ABOUT THIS EXERCISE → Read the records below. Copy each line where the string "AuthCtxExtractor" occurs.

Segment Open

use std::collections::HashMap;
use std::str::FromStr;

/// Значение необязательного поля после разбора.
///
/// Отличает "колонки нет или пусто" от "есть, но непригодно", поэтому
/// подстановку значения по умолчанию всегда явно решает вызывающий код.
#[derive(Debug, Clone, PartialEq)]
pub enum FieldValue<T> {
    Absent,
    Invalid(String),
    Present(T),
}

impl<T> FieldValue<T> {
    pub fn into_option(self) -> Option<T> {
        match self {
            FieldValue::Present(value) => Some(value),
            _ => None,
        }
    }

    pub fn unwrap_or(self, default: T) -> T {
        self.into_option().unwrap_or(default)
    }

    pub fn is_invalid(&self) -> bool {
        matches!(self, FieldValue::Invalid(_))
    }

    /// Значение вне допустимой области превращается в `Invalid`
    pub fn restrict(self, allowed: impl Fn(&T) -> bool) -> Self
    where
        T: ToString,
    {
        match self {
            FieldValue::Present(value) if !allowed(&value) => {
                FieldValue::Invalid(value.to_string())
            }
            other => other,
        }
    }
}

/// Строка данных файла импорта: нормализованная колонка → обрезанное значение
#[derive(Debug, Clone, PartialEq)]
pub struct RawRow {
    number: usize,
    values: HashMap<String, String>,
}

impl RawRow {
    pub fn new(number: usize, values: HashMap<String, String>) -> Self {
        Self { number, values }
    }

    /// Номер строки данных с 1
    pub fn number(&self) -> usize {
        self.number
    }

    /// Обрезанное значение; пустое, если колонки нет
    pub fn text(&self, column: &str) -> &str {
        self.values.get(column).map(|v| v.as_str()).unwrap_or("")
    }

    /// Первое непустое значение среди колонок-синонимов
    pub fn text_any(&self, columns: &[&str]) -> &str {
        columns
            .iter()
            .map(|c| self.text(c))
            .find(|v| !v.is_empty())
            .unwrap_or("")
    }

    pub fn optional_text(&self, column: &str) -> Option<String> {
        let value = self.text(column);
        (!value.is_empty()).then(|| value.to_string())
    }

    /// Конечное десятичное число
    pub fn decimal(&self, column: &str) -> FieldValue<f64> {
        match self.parse::<f64>(column) {
            FieldValue::Present(v) if !v.is_finite() => {
                FieldValue::Invalid(self.text(column).to_string())
            }
            other => other,
        }
    }

    /// Неотрицательное целое число
    pub fn integer(&self, column: &str) -> FieldValue<u32> {
        self.parse::<u32>(column)
    }

    fn parse<T: FromStr>(&self, column: &str) -> FieldValue<T> {
        let raw = self.text(column);
        if raw.is_empty() {
            return FieldValue::Absent;
        }
        match raw.parse::<T>() {
            Ok(value) => FieldValue::Present(value),
            Err(_) => FieldValue::Invalid(raw.to_string()),
        }
    }
}

#[cfg(test)]
mod tests {
    use super::*;

    fn row(pairs: &[(&str, &str)]) -> RawRow {
        RawRow::new(
            1,
            pairs
                .iter()
                .map(|(k, v)| (k.to_string(), v.to_string()))
                .collect(),
        )
    }

    #[test]
    fn test_decimal_states() {
        let r = row(&[("price", "12.5"), ("maxcoverage", "abc"), ("minage", "")]);
        assert_eq!(r.decimal("price"), FieldValue::Present(12.5));
        assert_eq!(r.decimal("maxcoverage"), FieldValue::Invalid("abc".into()));
        assert_eq!(r.decimal("minage"), FieldValue::Absent);
        assert_eq!(r.decimal("unknown"), FieldValue::Absent);
    }

    #[test]
    fn test_non_finite_decimal_is_invalid() {
        let r = row(&[("price", "inf"), ("maxcoverage", "NaN")]);
        assert!(r.decimal("price").is_invalid());
        assert!(r.decimal("maxcoverage").is_invalid());
    }

    #[test]
    fn test_integer_rejects_negative_and_fraction() {
        let r = row(&[("minage", "-3"), ("maxage", "15.5"), ("frequencylimit", "4")]);
        assert!(r.integer("minage").is_invalid());
        assert!(r.integer("maxage").is_invalid());
        assert_eq!(r.integer("frequencylimit"), FieldValue::Present(4));
    }

    #[test]
    fn test_restrict_demotes_out_of_domain() {
        assert_eq!(
            FieldValue::Present(0.0).restrict(|v| *v > 0.0),
            FieldValue::Invalid("0".into())
        );
        assert_eq!(FieldValue::Present(3.0).restrict(|v| *v > 0.0).unwrap_or(1.0), 3.0);
        assert_eq!(FieldValue::<f64>::Absent.unwrap_or(100.0), 100.0);
    }

    #[test]
    fn test_text_any_prefers_first_non_empty() {
        let r = row(&[("active", ""), ("isactive", "false")]);
        assert_eq!(r.text_any(&["active", "isactive"]), "false");
    }
}
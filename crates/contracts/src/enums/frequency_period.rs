use serde::{Deserialize, Serialize};

/// Период, к которому относится лимит частоты
#[derive(Debug, Clone, PartialEq, Eq, Hash, Serialize, Deserialize)]
#[serde(from = "String", into = "String")]
pub enum FrequencyPeriod {
    Daily,
    Weekly,
    Monthly,
    Yearly,
    Other(String),
}

impl FrequencyPeriod {
    pub fn code(&self) -> &str {
        match self {
            FrequencyPeriod::Daily => "DAILY",
            FrequencyPeriod::Weekly => "WEEKLY",
            FrequencyPeriod::Monthly => "MONTHLY",
            FrequencyPeriod::Yearly => "YEARLY",
            FrequencyPeriod::Other(value) => value,
        }
    }

    pub fn from_code(code: &str) -> Self {
        let code = code.trim().to_uppercase();
        match code.as_str() {
            "DAILY" => FrequencyPeriod::Daily,
            "WEEKLY" => FrequencyPeriod::Weekly,
            "MONTHLY" => FrequencyPeriod::Monthly,
            "YEARLY" => FrequencyPeriod::Yearly,
            _ => FrequencyPeriod::Other(code),
        }
    }
}

impl std::fmt::Display for FrequencyPeriod {
    fn fmt(&self, f: &mut std::fmt::Formatter<'_>) -> std::fmt::Result {
        f.write_str(self.code())
    }
}

impl From<String> for FrequencyPeriod {
    fn from(value: String) -> Self {
        FrequencyPeriod::from_code(&value)
    }
}

impl From<FrequencyPeriod> for String {
    fn from(value: FrequencyPeriod) -> Self {
        value.code().to_string()
    }
}
/*
 * Responsibility
 * - Caller-supplied claim constraints (issuer / audience / revoked jti)
 * - Immutable once built: builder methods consume and return a new value,
 *   so a rule set can be shared across concurrent requests behind Arc
 */
use std::collections::HashSet;

use serde::Deserialize;

/// Claim constraints for one validation. Unset or empty means "skip this check".
#[derive(Debug, Clone, Default, PartialEq, Eq, Deserialize)]
pub struct ValidationConfig {
    #[serde(default)]
    issuer: Option<String>,
    #[serde(default)]
    audience: Option<String>,
    #[serde(default, rename = "revokedTokenIDs")]
    revoked_token_ids: HashSet<String>,
}

impl ValidationConfig {
    pub fn new() -> Self {
        Self::default()
    }

    pub fn with_issuer(mut self, issuer: impl Into<String>) -> Self {
        self.issuer = Some(issuer.into());
        self
    }

    pub fn with_audience(mut self, audience: impl Into<String>) -> Self {
        self.audience = Some(audience.into());
        self
    }

    pub fn with_revoked_token_ids<I, S>(mut self, ids: I) -> Self
    where
        I: IntoIterator<Item = S>,
        S: Into<String>,
    {
        self.revoked_token_ids = ids.into_iter().map(Into::into).collect();
        self
    }

    pub fn issuer(&self) -> Option<&str> {
        self.issuer.as_deref().filter(|s| !s.is_empty())
    }

    pub fn audience(&self) -> Option<&str> {
        self.audience.as_deref().filter(|s| !s.is_empty())
    }

    pub fn revoked_token_ids(&self) -> &HashSet<String> {
        &self.revoked_token_ids
    }

    pub fn is_revoked(&self, jti: &str) -> bool {
        self.revoked_token_ids.contains(jti)
    }
}
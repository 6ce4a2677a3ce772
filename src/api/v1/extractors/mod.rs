/*
 * Responsibility
 * - Extractors shared by v1 handlers
 */
mod auth_ctx;

pub use auth_ctx::{AuthCtx, AuthCtxExtractor};
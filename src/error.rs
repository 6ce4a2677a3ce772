/*
 * Responsibility
 * - Process / handler level errors (startup, config, unexpected failures)
 * - IntoResponse: rendered through ApiResponse like every other error body
 *
 * Token validation failures are NOT errors here: they come back as data
 * (ValidationResult) and the auth middleware renders them.
 */
use axum::response::{IntoResponse, Response};
use thiserror::Error;

use crate::config::ConfigError;
use crate::response::ApiResponse;
use crate::services::auth::ApiError;

#[derive(Debug, Error)]
pub enum AppError {
    #[error(transparent)]
    Config(#[from] ConfigError),

    #[error("invalid access token key: {0}")]
    InvalidKey(String),

    #[error("unauthorized")]
    Unauthorized,

    #[error("io error: {0}")]
    Io(#[from] std::io::Error),
}

impl IntoResponse for AppError {
    fn into_response(self) -> Response {
        match self {
            AppError::Unauthorized => ApiResponse::unauthorized()
                .error(ApiError::new("Unauthorized").with_status(401))
                .into_response(),
            other => {
                tracing::error!(error = %other, "request failed");
                ApiResponse::server_error().into_response()
            }
        }
    }
}
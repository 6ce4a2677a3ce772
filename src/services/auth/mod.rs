pub mod api_error;
pub mod claims;
pub mod decode;
pub mod extract;
pub mod factory;
pub mod request;
pub mod rules;
pub mod validator;

pub use api_error::{ApiError, FailureReason, IdGenerator, Location, SequentialIds, Source, UuidIds};
pub use claims::Claims;
pub use decode::{DecodeError, JwtDecoder, TokenDecoder};
pub use extract::Scheme;
pub use factory::build_validator;
pub use request::{HeaderSource, validate_authorization_header};
pub use rules::ValidationConfig;
pub use validator::{ValidationResult, Validator};
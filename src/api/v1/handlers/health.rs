/*
 * Responsibility
 * - GET /health (liveness, outside the access middleware)
 */
use axum::{Json, http::StatusCode, response::IntoResponse};
use serde_json::json;

pub async fn health() -> impl IntoResponse {
    (StatusCode::OK, Json(json!({"status": "ok"})))
}
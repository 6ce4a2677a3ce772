/*
 * Responsibility
 * - GET /me: echo the validated token back to the caller
 */
use axum::Json;

use crate::api::v1::dto::me::MeResponse;
use crate::api::v1::extractors::AuthCtxExtractor;

pub async fn me(AuthCtxExtractor(ctx): AuthCtxExtractor) -> Json<MeResponse> {
    tracing::debug!(subject = ?ctx.subject, jti = ?ctx.jti, "token owner requested");

    Json(MeResponse {
        subject: ctx.subject,
        jti: ctx.jti,
        claims: ctx.claims,
    })
}
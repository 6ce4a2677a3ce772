//! HTTP-level middleware (cross-cutting concerns).
//!
//! - Request-Id generation + propagation (`x-request-id`)
//! - Access logging (TraceLayer)
//! - Body size limit and global timeout
//! - `x-elapsed-millis` on every response

use std::time::{Duration, Instant};

use axum::Router;
use axum::body::Body;
use axum::error_handling::HandleErrorLayer;
use axum::http::{HeaderValue, Request, StatusCode, header::HeaderName};
use axum::middleware::{self, Next};
use axum::response::Response;
use tower::timeout::TimeoutLayer;
use tower::{BoxError, ServiceBuilder};
use tower_http::limit::RequestBodyLimitLayer;
use tower_http::request_id::{MakeRequestUuid, PropagateRequestIdLayer, SetRequestIdLayer};
use tower_http::trace::TraceLayer;

pub const ELAPSED_MILLIS_HEADER: &str = "x-elapsed-millis";
pub const REQUEST_ID_HEADER: &str = "x-request-id";

/// Defaults: 64 KiB body limit (requests carry no payload), 10 second timeout.
pub fn apply(router: Router) -> Router {
    let request_id_header = HeaderName::from_static(REQUEST_ID_HEADER);

    let layers = ServiceBuilder::new()
        .layer(HandleErrorLayer::new(|err: BoxError| async move {
            if err.is::<tower::timeout::error::Elapsed>() {
                StatusCode::REQUEST_TIMEOUT
            } else {
                StatusCode::INTERNAL_SERVER_ERROR
            }
        }))
        .layer(SetRequestIdLayer::new(
            request_id_header.clone(),
            MakeRequestUuid,
        ))
        .layer(PropagateRequestIdLayer::new(request_id_header))
        .layer(RequestBodyLimitLayer::new(64 * 1024))
        .layer(TimeoutLayer::new(Duration::from_secs(10)))
        .layer(TraceLayer::new_for_http());

    // Outermost, so the measurement covers every other layer.
    router
        .layer(layers)
        .layer(middleware::from_fn(elapsed_millis))
}

async fn elapsed_millis(req: Request<Body>, next: Next) -> Response {
    let started = Instant::now();
    let mut response = next.run(req).await;

    let elapsed = started.elapsed().as_millis();
    if let Ok(v) = HeaderValue::from_str(&elapsed.to_string()) {
        response
            .headers_mut()
            .insert(HeaderName::from_static(ELAPSED_MILLIS_HEADER), v);
    }
    response
}
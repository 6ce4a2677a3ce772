use axum::extract::FromRequestParts;
use axum::http::request::Parts;

use crate::error::AppError;
use crate::state::AppState;

use super::AuthCtx;

/// Extractor for handlers behind the access middleware.
/// The middleware inserts AuthCtx into request extensions; when it is missing
/// (route not wired through the middleware) the request is rejected with 401.
pub struct AuthCtxExtractor(pub AuthCtx);

impl FromRequestParts<AppState> for AuthCtxExtractor
where
    AppState: Send + Sync,
{
    type Rejection = AppError;

    async fn from_request_parts(
        parts: &mut Parts,
        _state: &AppState,
    ) -> Result<Self, Self::Rejection> {
        parts
            .extensions
            .get::<AuthCtx>()
            .cloned()
            .map(AuthCtxExtractor)
            .ok_or(AppError::Unauthorized)
    }
}
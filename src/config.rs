/*
 * Responsibility
 * - Environment loading (listen port, JWT key, claim rules)
 * - Validation of the values (missing key or bad algorithm fails startup)
 */
use std::fmt;
use std::net::SocketAddr;
use std::str::FromStr;

use jsonwebtoken::Algorithm;

use crate::services::auth::ValidationConfig;

#[derive(Debug, Clone, Copy, PartialEq, Eq)]
pub enum AppEnv {
    Development,
    Production,
}

impl AppEnv {
    pub fn from_env() -> Self {
        Self::parse(std::env::var("APP_ENV").ok().as_deref())
    }

    fn parse(value: Option<&str>) -> Self {
        match value
            .unwrap_or("development")
            .to_ascii_lowercase()
            .as_str()
        {
            "production" | "prod" => Self::Production,
            _ => Self::Development,
        }
    }

    pub fn is_production(&self) -> bool {
        matches!(self, Self::Production)
    }
}

#[derive(Debug, PartialEq, Eq)]
pub enum ConfigError {
    Missing(&'static str),
    Invalid(&'static str),
}

impl fmt::Display for ConfigError {
    fn fmt(&self, f: &mut fmt::Formatter<'_>) -> fmt::Result {
        match self {
            ConfigError::Missing(key) => write!(f, "missing configuration: {}", key),
            ConfigError::Invalid(key) => write!(f, "invalid configuration: {}", key),
        }
    }
}

impl std::error::Error for ConfigError {}

#[derive(Clone, Debug)]
pub struct Config {
    pub addr: SocketAddr,
    pub app_env: AppEnv,

    // Claim rules; unset means the claim is not checked.
    pub auth_issuer: Option<String>,
    pub auth_audience: Option<String>,
    pub revoked_token_ids: Vec<String>,

    pub access_jwt_public_key_pem: String,
    pub access_jwt_algorithm: Algorithm,
    pub access_token_leeway_seconds: u64,

    pub cors_allow_origin: Option<String>,
}

impl Config {
    /// Reads the process environment. `.env` is loaded once by `app::run`.
    pub fn from_env() -> Result<Self, ConfigError> {
        Self::from_lookup(|key| std::env::var(key).ok())
    }

    /// Builds the config from any key -> value source.
    pub fn from_lookup<F>(lookup: F) -> Result<Self, ConfigError>
    where
        F: Fn(&str) -> Option<String>,
    {
        let non_empty = |key: &str| lookup(key).filter(|v| !v.trim().is_empty());

        let port: u16 = match non_empty("PORT") {
            Some(v) => v.parse().map_err(|_| ConfigError::Invalid("PORT"))?,
            None => 3000,
        };

        let addr: SocketAddr = SocketAddr::from_str(&format!("0.0.0.0:{}", port))
            .map_err(|_| ConfigError::Invalid("PORT"))?;

        let app_env = AppEnv::parse(lookup("APP_ENV").as_deref());

        let auth_issuer = non_empty("AUTH_ISSUER");
        let auth_audience = non_empty("AUTH_AUDIENCE");

        let revoked_token_ids = lookup("AUTH_REVOKED_TOKEN_IDS")
            .unwrap_or_default()
            .split(',')
            .map(|s| s.trim().to_string())
            .filter(|s| !s.is_empty())
            .collect::<Vec<_>>();

        let access_jwt_public_key_pem = non_empty("ACCESS_JWT_PUBLIC_KEY_PEM")
            .ok_or(ConfigError::Missing("ACCESS_JWT_PUBLIC_KEY_PEM"))?
            .replace("\\n", "\n");

        let access_jwt_algorithm = match non_empty("ACCESS_JWT_ALGORITHM") {
            Some(v) => Algorithm::from_str(v.trim())
                .map_err(|_| ConfigError::Invalid("ACCESS_JWT_ALGORITHM"))?,
            None => Algorithm::RS256,
        };

        let access_token_leeway_seconds = match non_empty("ACCESS_TOKEN_LEEWAY_SECONDS") {
            Some(v) => v
                .parse::<u64>()
                .map_err(|_| ConfigError::Invalid("ACCESS_TOKEN_LEEWAY_SECONDS"))?,
            None => 0,
        };

        let cors_allow_origin = non_empty("CORS_ALLOW_ORIGIN");

        Ok(Self {
            addr,
            app_env,
            auth_issuer,
            auth_audience,
            revoked_token_ids,
            access_jwt_public_key_pem,
            access_jwt_algorithm,
            access_token_leeway_seconds,
            cors_allow_origin,
        })
    }

    /// Claim rules shared by every request.
    pub fn validation_config(&self) -> ValidationConfig {
        let mut rules = ValidationConfig::new().with_revoked_token_ids(self.revoked_token_ids.clone());
        if let Some(issuer) = &self.auth_issuer {
            rules = rules.with_issuer(issuer.clone());
        }
        if let Some(audience) = &self.auth_audience {
            rules = rules.with_audience(audience.clone());
        }
        rules
    }
}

Segment Closed

RESPONSE AREA →
pub use auth_ctx::{AuthCtx, AuthCtxExtractor};
use crate::api::v1::extractors::AuthCtxExtractor;
pub async fn me(AuthCtxExtractor(ctx): AuthCtxExtractor) -> Json<MeResponse> {
pub struct AuthCtxExtractor(pub AuthCtx);
impl FromRequestParts<AppState> for AuthCtxExtractor
            .map(AuthCtxExtractor)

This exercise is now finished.